The Netherlands or Low Countries was the general title of a group of provinces, corresponding in area roughly but not accurately to the modern States of Holland and Belgium. These provinces, originally independent States, but latterly associated in a loose federation, had owned allegiance to the Dukes of Burgundy, and so had passed in due course to Charles V., who in turn transferred them to Philip shortly before his own abdication of the Spanish crown. The institutions within the provinces varied, as did the character and race of their populations: but in general their industrial development was of a high standard, and their wealth was of great importance to the Spanish monarchy. At the hands of Charles, who was brought up as a Netherlander, they enjoyed considerable favour; but Philip, by instinct and training, was a Spaniard, who looked on them as a paying appanage of Spain, had no sympathy with them, and no regard for their political organisations, and did not set foot among them after 1559. Before that year, most of his time since his marriage with Mary had been spent there; but in 1559 he departed, leaving as Governor his sister Margaret of Parma, and ignoring the nobility of the country.

The Reformation doctrines had obtained a very extensive hold, more particularly in the Northern provinces; but had been suppressed with considerable rigour by Charles, who early established the Inquisition in the country.
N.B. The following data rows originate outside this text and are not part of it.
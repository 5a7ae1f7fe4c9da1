//! Error taxonomy shared across the workspace.
//!
//! Transport failures never appear here: the avatar session recovers them
//! internally (log + backoff) and nothing above it needs to see them.

use std::path::PathBuf;
use thiserror::Error;

/// Errors from the configuration persistence layer.
#[derive(Debug, Error)]
pub enum ConfigError {
    #[error("failed to access config at {path}: {source}")]
    Io {
        path: PathBuf,
        #[source]
        source: std::io::Error,
    },

    #[error("config at {path} is not valid JSON: {source}")]
    Parse {
        path: PathBuf,
        #[source]
        source: serde_json::Error,
    },

    #[error("invalid configuration: {0}")]
    Invalid(String),
}

/// Errors surfaced by engine operations. Fatal to the operation that hit
/// them, never to the process: the dialogue loop logs and re-arms.
#[derive(Debug, Error)]
pub enum EngineError {
    /// The configuration cannot support the requested operation
    /// (e.g. picking a topic from an empty topic list).
    #[error("configuration error: {0}")]
    Configuration(String),

    #[error("persistence error: {0}")]
    Persistence(#[from] ConfigError),
}
// ============================================================================
// Engine
// ============================================================================

pub struct PersonaEngine {
    config: SharedConfig,
    store: Arc<dyn ConfigStore>,
    oracle: Arc<dyn Oracle>,
    outlet: Arc<dyn TextOutlet>,
    expressions: Arc<dyn ExpressionSink>,
    scheduler: TopicScheduler,
    chat: ChatLog,
    phase: EnginePhase,
    /// Request id of the in-flight monologue, if any. Results with any
    /// other id are stale and dropped.
    pending: Option<Uuid>,
    mood_tx: watch::Sender<String>,
    phase_tx: watch::Sender<EnginePhase>,
    events_rx: mpsc::Receiver<EngineEvent>,
    outcome_tx: mpsc::Sender<GenOutcome>,
    outcome_rx: mpsc::Receiver<GenOutcome>,
    shutdown_rx: watch::Receiver<bool>,
    generations: JoinSet<()>,
}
By Philip the severities were increased, and the government of Margaret of Parma was conducted on the like intolerant principles: her chief adviser being Philip's nominee, Cardinal Granvelle. The native nobles—at whose head were Egmont, Horn, and William (the Silent), Prince of Orange [Footnote: William was a Netherlander in virtue of the lordship of Breda.] and Count of Nassau—as well as the burghers, were indignant at the encroachment on the constitutional liberties of the provinces by the appointment of foreigners to offices of State, and by the presence of Spanish troops; and the removal of both was demanded. The multiplication of bishops and endowment of the new bishoprics constituted another grievance. The troops had to be withdrawn, and in 1564 Granvelle left the Netherlands to join his master in Spain; but Philip's determination to bring the whole country into the system of Spanish despotism remained unchanged: and whereas the whole population was in favour of general religious toleration, he insisted, in the face of remonstrance, on intensifying instead of relaxing the edicts against the Reformed doctrines. To avoid the persecution, multitudes of Flemish weavers left the country, to be welcomed by Elizabeth in England, which was rapidly supplanting the commercial supremacy of the Low Countries.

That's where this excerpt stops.